### SUPPLIED RECORDS
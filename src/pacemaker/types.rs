/*
    Copyright © 2023, ParallelChain Lab
    Licensed under the Apache License, Version 2.0: http://www.apache.org/licenses/LICENSE-2.0
*/

//! Definitions of types specific to the [`Pacemaker`](crate::pacemaker::protocol::Pacemaker):
//! the view-update and timeout bookkeeping types, the canonical [`VoteTimeout`] content that
//! timeout signatures cover, and the exponential timeout backoff.

use borsh::{BorshDeserialize, BorshSerialize};
use sha2::Digest;
use std::time::Duration;
use typed_builder::TypedBuilder;

use crate::environment::TimeoutCalculator;
use crate::messages::Vote;
use crate::types::{
    basic::{CryptoHash, CryptoHasher, Epoch, ValidatorId, View},
    certificates::HighQC,
};

/// The pacemaker's authoritative description of the current view: its number, its leader, and
/// the most advanced certificates justifying entry into it. Produced by the embedding node's
/// view-update logic; the pacemaker adopts updates in strictly increasing view order and
/// silently drops the rest.
#[derive(Clone, Debug, PartialEq, Eq)]
pub struct ViewUpdate {
    pub current_view: View,
    pub high_qc: HighQC,
    pub leader: ValidatorId,
}

impl ViewUpdate {
    pub fn new(current_view: View, high_qc: HighQC, leader: ValidatorId) -> Self {
        Self {
            current_view,
            high_qc,
            leader,
        }
    }

    /// How many views have passed since the last commit this node knows of. Input to the
    /// timeout backoff.
    pub fn uncommitted_views_count(&self) -> u64 {
        self.current_view
            .int()
            .saturating_sub(self.high_qc.highest_committed_qc.view().int())
    }
}

/// A local timeout in flight: the view update it was scheduled under, the delay it was
/// scheduled with, and how many times it has fired in this view. Timeouts are never cancelled;
/// a timeout whose view no longer matches the current view is ignored when it fires.
#[derive(Clone, Debug, PartialEq, Eq)]
pub struct ScheduledLocalTimeout {
    view_update: ViewUpdate,
    delay: Duration,
    count: u32,
}

impl ScheduledLocalTimeout {
    pub fn new(view_update: ViewUpdate, delay: Duration) -> Self {
        Self {
            view_update,
            delay,
            count: 0,
        }
    }

    /// The follow-up timeout scheduled after this one fired, with the retry count bumped.
    pub fn next_retry(&self, delay: Duration) -> ScheduledLocalTimeout {
        ScheduledLocalTimeout {
            view_update: self.view_update.clone(),
            delay,
            count: self.count + 1,
        }
    }

    pub fn view(&self) -> View {
        self.view_update.current_view
    }

    pub fn view_update(&self) -> &ViewUpdate {
        &self.view_update
    }

    pub fn delay(&self) -> Duration {
        self.delay
    }

    pub fn count(&self) -> u32 {
        self.count
    }
}

/// Notification to local listeners that a view has timed out.
#[derive(Clone, Debug, PartialEq, Eq)]
pub struct LocalTimeoutOccurrence {
    scheduled: ScheduledLocalTimeout,
}

impl LocalTimeoutOccurrence {
    pub fn new(scheduled: ScheduledLocalTimeout) -> Self {
        Self { scheduled }
    }

    pub fn view(&self) -> View {
        self.scheduled.view()
    }

    pub fn leader(&self) -> ValidatorId {
        self.scheduled.view_update().leader
    }

    pub fn scheduled(&self) -> &ScheduledLocalTimeout {
        &self.scheduled
    }
}

/// The canonical content a timeout signature covers: the timed-out view and its epoch.
/// Deterministic Borsh encoding of this pair is what makes timeout signatures from different
/// validators aggregatable into one [`TimeoutCertificate`](crate::types::certificates::TimeoutCertificate).
#[derive(Clone, Copy, Debug, PartialEq, Eq, BorshDeserialize, BorshSerialize)]
pub struct VoteTimeout {
    pub view: View,
    pub epoch: Epoch,
}

impl VoteTimeout {
    pub fn new(view: View, epoch: Epoch) -> Self {
        Self { view, epoch }
    }

    pub fn of(vote: &Vote) -> VoteTimeout {
        VoteTimeout::new(vote.view(), vote.epoch())
    }

    pub fn hash(&self) -> CryptoHash {
        let mut hasher = CryptoHasher::new();
        hasher.update(self.try_to_vec().unwrap());
        CryptoHash::new(hasher.finalize().into())
    }
}

/// Parameters of the exponential timeout backoff.
#[derive(Clone, Debug, TypedBuilder)]
pub struct PacemakerConfiguration {
    /// Timeout of a view that follows directly on a commit.
    pub base_timeout: Duration,
    /// Growth factor per consecutive uncommitted view. Must be greater than 1.0.
    pub rate: f64,
    /// Number of uncommitted views after which the timeout stops growing.
    pub max_exponent: u32,
}

/// `timeout(u) = base_timeout * rate ^ min(u, max_exponent)`, where `u` is the number of
/// consecutive uncommitted views. Non-decreasing in `u`, which is what preserves liveness
/// under eventual synchrony: slow views earn the network progressively more time to converge,
/// up to a cap.
#[derive(Clone, Debug)]
pub struct ExponentialTimeoutCalculator {
    base_timeout: Duration,
    rate: f64,
    max_exponent: u32,
}

impl ExponentialTimeoutCalculator {
    /// # Panics
    /// Panics if `base_timeout` is zero, `rate` is not greater than 1.0, or the maximum
    /// timeout `base_timeout * rate ^ max_exponent` would overflow a `u64` of milliseconds.
    pub fn new(configuration: PacemakerConfiguration) -> Self {
        assert!(
            !configuration.base_timeout.is_zero(),
            "base_timeout must be greater than zero"
        );
        assert!(
            configuration.rate > 1.0,
            "rate must be greater than 1.0, but was {}",
            configuration.rate
        );
        let max_timeout = configuration.base_timeout.as_millis() as f64
            * configuration.rate.powi(configuration.max_exponent as i32);
        assert!(
            max_timeout <= u64::MAX as f64,
            "maximum timeout of {} ms is too large",
            max_timeout
        );

        Self {
            base_timeout: configuration.base_timeout,
            rate: configuration.rate,
            max_exponent: configuration.max_exponent,
        }
    }
}

impl TimeoutCalculator for ExponentialTimeoutCalculator {
    fn timeout(&self, uncommitted_views: u64) -> Duration {
        let exponent = uncommitted_views.min(self.max_exponent as u64) as i32;
        let millis = (self.base_timeout.as_millis() as f64 * self.rate.powi(exponent)) as u64;
        Duration::from_millis(millis)
    }
}
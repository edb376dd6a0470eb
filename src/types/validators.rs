/*
    Copyright © 2023, ParallelChain Lab
    Licensed under the Apache License, Version 2.0: http://www.apache.org/licenses/LICENSE-2.0
*/

//! Definitions for the [ValidatorSet] and [ValidationState] types and their associated methods.
//!
//! ## Quorum bound
//!
//! With `n` validators of which at most `f = floor((n - 1) / 3)` may be Byzantine, a quorum is
//! any `n - f` validators. Any two quorums of this size intersect in at least one correct
//! validator, which is the property that prevents two conflicting certificates from forming
//! for the same view.

use ed25519_dalek::{Signature, Verifier};
use std::collections::BTreeMap;

pub use ed25519_dalek::{SigningKey, VerifyingKey};

use super::basic::{CryptoHash, SignatureBytes, Timestamp, ValidatorId};
use super::certificates::{TimestampedSignature, TimestampedSignatures};

/// Identities of the validators of the active epoch.
///
/// The validator set maintains its members in ascending order of their ids and is immutable
/// for the epoch's duration; epoch changes replace the set wholesale.
#[derive(Clone, Debug, PartialEq, Eq)]
pub struct ValidatorSet {
    // Members are included here in ascending order of validator id.
    validators: Vec<(ValidatorId, VerifyingKey)>,
}

impl ValidatorSet {
    pub fn new(verifying_keys: impl IntoIterator<Item = VerifyingKey>) -> ValidatorSet {
        let mut validators: Vec<(ValidatorId, VerifyingKey)> = verifying_keys
            .into_iter()
            .map(|verifying_key| (ValidatorId::from(&verifying_key), verifying_key))
            .collect();
        validators.sort_by(|(left, _), (right, _)| left.cmp(right));
        validators.dedup_by(|(left, _), (right, _)| left == right);
        Self { validators }
    }

    pub fn contains(&self, validator: &ValidatorId) -> bool {
        self.position(validator).is_some()
    }

    pub fn verifying_key(&self, validator: &ValidatorId) -> Option<&VerifyingKey> {
        self.position(validator)
            .map(|pos| &self.validators[pos].1)
    }

    /// Get an iterator through validator ids which walks through them in ascending order.
    pub fn validators(&self) -> impl Iterator<Item = &ValidatorId> {
        self.validators.iter().map(|(id, _)| id)
    }

    pub fn len(&self) -> usize {
        self.validators.len()
    }

    pub fn is_empty(&self) -> bool {
        self.len() == 0
    }

    /// The maximum number of Byzantine validators this set tolerates: `floor((n - 1) / 3)`.
    pub fn acceptable_faults(&self) -> usize {
        self.len().saturating_sub(1) / 3
    }

    /// The number of distinct signers a certificate over this set must carry:
    /// `n - acceptable_faults(n)`.
    pub fn threshold(&self) -> usize {
        self.len() - self.acceptable_faults()
    }

    fn position(&self, validator: &ValidatorId) -> Option<usize> {
        self.validators
            .binary_search_by(|(id, _)| id.cmp(validator))
            .ok()
    }
}

/// Accumulator of signatures against a fixed validator set, answering "is there a quorum yet".
///
/// A `ValidationState` is transient: one is created per certificate being assembled from
/// incoming votes, or per certificate being verified, and discarded afterwards. The `digest`
/// is the canonical hash being certified; [`add_signature`](Self::add_signature) verifies each
/// new signature against it. Signatures known to cover a different (e.g., timestamped) digest
/// are verified by the caller and folded in through the crate-internal pre-verified path.
#[derive(Clone, Debug)]
pub struct ValidationState {
    digest: CryptoHash,
    validator_set: ValidatorSet,
    signed: BTreeMap<ValidatorId, TimestampedSignature>,
}

impl ValidationState {
    pub fn new(digest: CryptoHash, validator_set: ValidatorSet) -> ValidationState {
        Self {
            digest,
            validator_set,
            signed: BTreeMap::new(),
        }
    }

    pub fn digest(&self) -> CryptoHash {
        self.digest
    }

    /// Add a signature to the accumulator, returning the updated [`complete`](Self::complete)
    /// result.
    ///
    /// The signature is accepted only if `validator` is a member of the validator set, and
    /// either a signature from `validator` was already recorded (replays are idempotent) or
    /// `signature` verifies against the canonical digest. Anything else is ignored and leaves
    /// the accumulator unchanged.
    pub fn add_signature(
        &mut self,
        validator: ValidatorId,
        timestamp: Timestamp,
        signature: SignatureBytes,
    ) -> bool {
        if let Some(verifying_key) = self.validator_set.verifying_key(&validator) {
            if !self.signed.contains_key(&validator) {
                let candidate = Signature::from_bytes(&signature.bytes());
                if verifying_key.verify(&self.digest.bytes(), &candidate).is_ok() {
                    self.signed
                        .insert(validator, TimestampedSignature::new(timestamp, signature));
                }
            }
        }
        self.complete()
    }

    /// Record a signature that the caller has already verified against whatever digest that
    /// signer actually covered. Membership and idempotence checks still apply.
    pub(crate) fn record_signature(
        &mut self,
        validator: ValidatorId,
        timestamp: Timestamp,
        signature: SignatureBytes,
    ) -> bool {
        if self.validator_set.contains(&validator) {
            self.signed
                .entry(validator)
                .or_insert_with(|| TimestampedSignature::new(timestamp, signature));
        }
        self.complete()
    }

    /// Whether the signatures accumulated so far form a quorum: at least
    /// [`threshold`](ValidatorSet::threshold) distinct members have signed.
    pub fn complete(&self) -> bool {
        self.signed.len() >= self.validator_set.threshold()
    }

    /// Extract the accumulated signature map, e.g., to place it into a newly formed
    /// certificate.
    pub fn signatures(&self) -> TimestampedSignatures {
        TimestampedSignatures::new(self.signed.clone())
    }
}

### YOUR INSTRUCTIONS
Transcribe the lines above between the line holding "use crate::messages::Vote;" and the line holding "the embedding node's", inclusive, exactly as they stand and with nothing added.

### RESULT OF THIS TASK
use crate::messages::Vote;
use crate::types::{
    basic::{CryptoHash, CryptoHasher, Epoch, ValidatorId, View},
    certificates::HighQC,
};

/// The pacemaker's authoritative description of the current view: its number, its leader, and
/// the most advanced certificates justifying entry into it. Produced by the embedding node's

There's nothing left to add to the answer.